Elin Cullhed

« Je devais être la garante de l’éternelle renaissance de notre foyer.»
Dans le Devon des années 60, la jeune Sylvia a emménagé dans une grande maison, un ancien presbytère, avec son poète de mari - Ted Hughes- sa toute petite fille Frieda et son ventre plein de son prochain enfant. Elle a quitté Boston, aux Etats-Unis, par amour pour Ted. Elle a quitté sa mère, restée au pays, ses amis. Mis de côté ses ambitions d’écrivaine pour devenir celle que son mari voulait qu’elle soit : une femme belle, féconde, dévouée. Mais intelligente aussi. Intellectuellement stimulante, mais pas trop. Parce que l’artiste de la famille, c’est lui.
Dévorée par ce qu’elle est en train de devenir contre son gré, tentant de se convaincre qu’elle est ce qu’elle doit être, épouse et mère, au détriment de sa poésie et de son écriture, Sylvia sombre peu à peu, s’enfonçant dans la dépression à mesure que son ventre grossit et que son mari s’éloigne.

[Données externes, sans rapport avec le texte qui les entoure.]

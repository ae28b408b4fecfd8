//! Conversion between minor currency units and the decimal text used in
//! QIF `T`/`$` lines and bank CSV exports.

use super::error::QifError;

/// Render minor units as `[-]units.cc`.
pub fn format_minor(amount: i64) -> String {
    let sign = if amount < 0 { "-" } else { "" };
    let abs = amount.unsigned_abs();
    format!("{}{}.{:02}", sign, abs / 100, abs % 100)
}

/// Parse a decimal amount into minor units.
///
/// Accepts one sign (before or after the currency prefix) or
/// accounting-style parentheses, at most one currency prefix (a symbol
/// such as `$`, `€`, `£`, or an upper-case ISO code like `EUR`),
/// thousands grouping and at most two fraction digits.
/// `decimal_separator` is `.` for most exports and `,` for European ones;
/// the other character, spaces and no-break spaces group thousands.
pub fn parse_minor(value: &str, decimal_separator: char) -> Result<i64, QifError> {
    let invalid = |reason: &str| QifError::InvalidAmount {
        value: value.to_string(),
        reason: reason.to_string(),
    };

    let mut text = value.trim();
    if text.is_empty() {
        return Err(invalid("empty value"));
    }

    let mut negative = false;
    let mut signed = false;
    if text.starts_with('(') && text.ends_with(')') {
        negative = true;
        signed = true;
        text = text[1..text.len() - 1].trim();
    }

    let grouping = if decimal_separator == ',' { '.' } else { ',' };

    if let Some((is_negative, rest)) = strip_sign(text) {
        if signed {
            return Err(invalid("more than one sign"));
        }
        negative = is_negative;
        signed = true;
        text = rest;
    }

    if let Some(rest) = strip_currency(text, decimal_separator, grouping) {
        text = rest;
        if let Some((is_negative, rest)) = strip_sign(text) {
            if signed {
                return Err(invalid("more than one sign"));
            }
            negative = is_negative;
            text = rest;
        }
    }

    let (whole, fraction) = match text.split_once(decimal_separator) {
        Some((w, f)) => (w, f),
        None => (text, ""),
    };

    let whole: String = whole
        .chars()
        .filter(|c| *c != grouping && !is_group_space(*c))
        .collect();
    if whole.is_empty() && fraction.is_empty() {
        return Err(invalid("no digits"));
    }
    if !whole.chars().all(|c| c.is_ascii_digit()) {
        return Err(invalid("unexpected character in integer part"));
    }
    if fraction.len() > 2 || !fraction.chars().all(|c| c.is_ascii_digit()) {
        return Err(invalid("fraction must be at most two digits"));
    }

    let units: i64 = if whole.is_empty() {
        0
    } else {
        whole.parse().map_err(|_| invalid("value out of range"))?
    };
    let cents: i64 = match fraction.len() {
        0 => 0,
        1 => fraction.parse::<i64>().map_err(|_| invalid("bad fraction"))? * 10,
        _ => fraction.parse().map_err(|_| invalid("bad fraction"))?,
    };

    let minor = units
        .checked_mul(100)
        .and_then(|v| v.checked_add(cents))
        .ok_or_else(|| invalid("value out of range"))?;

    Ok(if negative { -minor } else { minor })
}

/// Adds two amounts, failing instead of wrapping.
pub fn checked_sum(a: i64, b: i64) -> Result<i64, QifError> {
    a.checked_add(b).ok_or(QifError::AmountOverflow { left: a, right: b })
}

fn strip_sign(text: &str) -> Option<(bool, &str)> {
    if let Some(rest) = text.strip_prefix('-') {
        Some((true, rest.trim_start()))
    } else {
        text.strip_prefix('+').map(|rest| (false, rest.trim_start()))
    }
}

// 貨幣符號或三碼 ISO 代碼，只去除一次
fn strip_currency(text: &str, decimal_separator: char, grouping: char) -> Option<&str> {
    let first = text.chars().next()?;
    let is_symbol = !first.is_alphanumeric()
        && !first.is_whitespace()
        && !matches!(first, '+' | '-' | '(' | ')')
        && first != decimal_separator
        && first != grouping;
    if is_symbol {
        return Some(text[first.len_utf8()..].trim_start());
    }

    let code = text.get(..3)?;
    let after = text[3..].chars().next();
    let code_ends = after.map_or(true, |c| !c.is_alphabetic());
    if code.chars().all(|c| c.is_ascii_uppercase()) && code_ends {
        return Some(text[3..].trim_start());
    }
    None
}

fn is_group_space(c: char) -> bool {
    matches!(c, ' ' | '\u{00A0}' | '\u{202F}')
}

Elle dépérit dans cette campagne, ne comprend pas la vie qui l’entoure, ne sait plus quelle attitude adopter et quand. Ne se sent à sa place nulle part et jamais. De trop. Elle puise dans ses enfants et leur amour inconditionnel la force de continuer mais même cela lui demande un effort immense.
Tout la renvoie à ses pires craintes : la déception et l’abandon des autres, être seule, être enchaînée, ne plus savoir qui elle est et où aller sans celui qui l’a épousée après seulement trois mois et l’a arrachée à ses racines, sa famille, son avenir. Si Ted n’est plus là, qui est Sylvia ? Quelle est sa place ? Son rôle ? Son futur ?...

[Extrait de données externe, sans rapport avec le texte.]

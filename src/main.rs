use clap::Parser;
use qif_etl::config::toml_config::TomlConfig;
use qif_etl::utils::{logger, validation::Validate};
use qif_etl::{CliConfig, EtlEngine, LocalStorage, StatementPipeline};

#[tokio::main]
async fn main() -> anyhow::Result<()> {
    let args = CliConfig::parse();

    // 初始化日誌
    if args.log_json {
        logger::init_json_logger(args.verbose);
    } else {
        logger::init_cli_logger(args.verbose);
    }

    tracing::info!("Starting qif-etl");
    if let Some(path) = &args.config {
        tracing::info!("📁 Loading configuration from: {}", path);
    }

    let config = match args.resolve().and_then(|c| c.validate().map(|_| c)) {
        Ok(config) => config,
        Err(e) => {
            tracing::error!("❌ Configuration failed: {}", e);
            tracing::error!("💡 Suggestion: {}", e.recovery_suggestion());
            eprintln!("❌ {}", e.user_friendly_message());
            std::process::exit(e.exit_code());
        }
    };
    tracing::debug!("Resolved config: {:?}", config);

    if args.dry_run {
        print_plan(&config);
        return Ok(());
    }

    let storage = LocalStorage::default();
    let pipeline = StatementPipeline::new(storage, config);
    let engine = EtlEngine::new(pipeline);

    match engine.run().await {
        Ok(output_path) => {
            println!("✅ Conversion completed successfully!");
            println!("📁 Output saved to: {}", output_path);
            Ok(())
        }
        Err(e) => {
            tracing::error!(
                "❌ Conversion failed: {} (Category: {:?}, Severity: {:?})",
                e,
                e.category(),
                e.severity()
            );
            tracing::error!("💡 Recovery suggestion: {}", e.recovery_suggestion());

            eprintln!("❌ {}", e.user_friendly_message());
            eprintln!("💡 Suggestion: {}", e.recovery_suggestion());

            let exit_code = e.exit_code();
            if exit_code > 0 {
                std::process::exit(exit_code);
            }
            Ok(())
        }
    }
}

fn print_plan(config: &TomlConfig) {
    let source = config
        .source
        .path
        .as_deref()
        .or(config.source.url.as_deref())
        .unwrap_or("-");

    println!("🔍 Dry run, nothing will be written");
    println!("  Source:      {} ({:?})", source, config.source.r#type);
    println!(
        "  Account:     {} [{}]",
        config.account.name, config.account.r#type
    );
    println!(
        "  Date column: {} ({})",
        config.mapping.date, config.mapping.date_format
    );
    println!(
        "  Output:      {}/{}",
        config.load.output_path, config.load.filename
    );
    if let Some(compression) = config.load.compression.as_ref().filter(|c| c.enabled) {
        println!("  Archive:     {}", compression.filename);
    }
    println!(
        "  Invalid rows: {:?}",
        config.error_handling.on_invalid_row
    );
}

« Nos coeurs battent dans la même maison mais nous ne nous voyons pas.»
Sylvia Plath est un nom que l’on connaît sans vraiment savoir à quoi il correspond. Il évoque la poésie, certes, mais pour ceux qui, comme moi, ne sont pas très poètes, ça ne parle pas plus que ça. Alors ce premier roman de l’auteure suédoise Cullhed était une occasion de faire connaissance avec celle qui s’est suicidée en 1963, laissant derrière elle une œuvre qui fait beaucoup parler et deux enfants en bas âge.
J’ai feuilleté quelques poèmes de la jeune américaine, pour me rendre compte. Je ne suis certes pas la mieux placée pour en juger, mais sa plume était belle et délicate, autant que torturée et triste. C’est la même mélancolie que l’auteure a mis dans cette fiction librement inspirée de la vie de l’artiste. On sent la désespérance de celle qui a renoncé à tout pour un homme qui ne le méritait finalement pas. On sent la frustration de devoir mettre son intellect de côté au profit des basses besognes ménagères propres aux mères au foyer. On sent le besoin de faire naître son art comme elle a fait naître ses enfants.

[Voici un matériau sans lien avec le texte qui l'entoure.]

use std::fmt;
use std::io::Write;

use super::account::Account;
use super::amount::checked_sum;
use super::error::QifError;
use super::transaction::Transaction;

/// An account block followed by the transactions posted to it.
#[derive(Debug, Clone)]
pub struct QifDocument<'a> {
    account: &'a Account,
    transactions: Vec<Transaction<'a>>,
}

impl<'a> QifDocument<'a> {
    pub fn new(account: &'a Account) -> Self {
        Self {
            account,
            transactions: Vec::new(),
        }
    }

    pub fn push(&mut self, transaction: Transaction<'a>) -> Result<(), QifError> {
        let expected = self.account.get_type();
        let found = transaction.account().get_type();
        if expected != found {
            return Err(QifError::AccountMismatch { expected, found });
        }
        self.transactions.push(transaction);
        Ok(())
    }

    pub fn transactions(&self) -> &[Transaction<'a>] {
        &self.transactions
    }

    pub fn len(&self) -> usize {
        self.transactions.len()
    }

    pub fn is_empty(&self) -> bool {
        self.transactions.is_empty()
    }

    pub fn total(&self) -> Result<i64, QifError> {
        self.transactions
            .iter()
            .try_fold(0i64, |acc, t| checked_sum(acc, t.sum()))
    }

    pub fn render(&self) -> String {
        self.to_string()
    }

    pub fn write_to<W: Write>(&self, mut writer: W) -> std::io::Result<()> {
        write!(writer, "{}", self.account)?;
        for transaction in &self.transactions {
            write!(writer, "{}", transaction)?;
        }
        writer.flush()
    }
}

impl fmt::Display for QifDocument<'_> {
    fn fmt(&self, f: &mut fmt::Formatter) -> fmt::Result {
        write!(f, "{}", self.account)?;
        for transaction in &self.transactions {
            write!(f, "{}", transaction)?;
        }
        Ok(())
    }
}

#[cfg(test)]
mod tests {
    use super::*;
    use crate::qif::{AccountType, Split};
    use chrono::NaiveDate;

    #[test]
    fn renders_account_then_transactions_in_order() {
        let acc = Account::new().name("Wallet").account_type(AccountType::Cash);
        let date = NaiveDate::from_ymd_opt(2021, 1, 2).unwrap();

        let mut doc = QifDocument::new(&acc);
        doc.push(Transaction::new(&acc).date(date).payee("Bakery").amount(-350))
            .unwrap();
        doc.push(
            Transaction::new(&acc)
                .date(date)
                .payee("Market")
                .with_split(&Split::new().category("Food").amount(-1200))
                .build()
                .unwrap(),
        )
        .unwrap();

        let expected = "!Account\nNWallet\nTCash\n^\n\
!Type:Cash\nD01/02/2021\nPBakery\nM\nL\nC\nT-3.50\n^\n\
!Type:Cash\nD01/02/2021\nPMarket\nM\nL\nC\nT-12.00\nSFood\nE\n$-12.00\n^\n";

        assert_eq!(doc.render(), expected);
        assert_eq!(doc.total().unwrap(), -1550);
        assert_eq!(doc.len(), 2);

        let mut buf = Vec::new();
        doc.write_to(&mut buf).unwrap();
        assert_eq!(String::from_utf8(buf).unwrap(), expected);
    }

    #[test]
    fn total_reports_overflow() {
        let acc = Account::new();
        let mut doc = QifDocument::new(&acc);
        doc.push(Transaction::new(&acc).amount(i64::MAX)).unwrap();
        doc.push(Transaction::new(&acc).amount(1)).unwrap();

        assert_eq!(
            doc.total(),
            Err(QifError::AmountOverflow {
                left: i64::MAX,
                right: 1
            })
        );
    }

    #[test]
    fn rejects_transaction_for_other_account_type() {
        let bank = Account::new().name("Checking");
        let card = Account::new().account_type(AccountType::CreditCard);

        let mut doc = QifDocument::new(&bank);
        let err = doc.push(Transaction::new(&card).amount(-100)).unwrap_err();

        assert_eq!(
            err,
            QifError::AccountMismatch {
                expected: AccountType::Bank,
                found: AccountType::CreditCard,
            }
        );
        assert!(doc.is_empty());
    }
}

J’ai été heurtée et tourmentée par ces mots et ces formulations qui laissent parfaitement transparaître la souffrance mélancolique de Sylvia Plath. J'ai parfois été perdue et même agacée, en colère. Avant de me souvenir que l’amour nous fait quelquefois faire des choses stupides et nous pousse à nous mettre des œillères pour nous cacher à nous même l’ampleur des dégâts que l’on se fait subir à soi-même…
Le destin de cette femme, de la manière dont Elin Cullhed le raconte, n’a pas été sans me rappeler celui d’Amy Winehouse, les enfants en plus. La dépendance affective, le besoin de l’Autre pour combler un vide en soi, pour se rassurer aussi sur sa valeur propre et son utilité dans le monde. Et quand l’autre nous quitte, à quoi bon continuer ? Même avec une liste de choses qui nous poussent à ne pas mettre fin à nos jours, on ne voit pas l’intérêt de vivre si l’autre n’est pas là pour partager notre vie. Triste destin que celui de ces femmes qui ne savent pas comment se passer des hommes. Triste roman qui nous rappelle que nous ne sommes pas à l’abri de l’amour fou, au sens strict du terme.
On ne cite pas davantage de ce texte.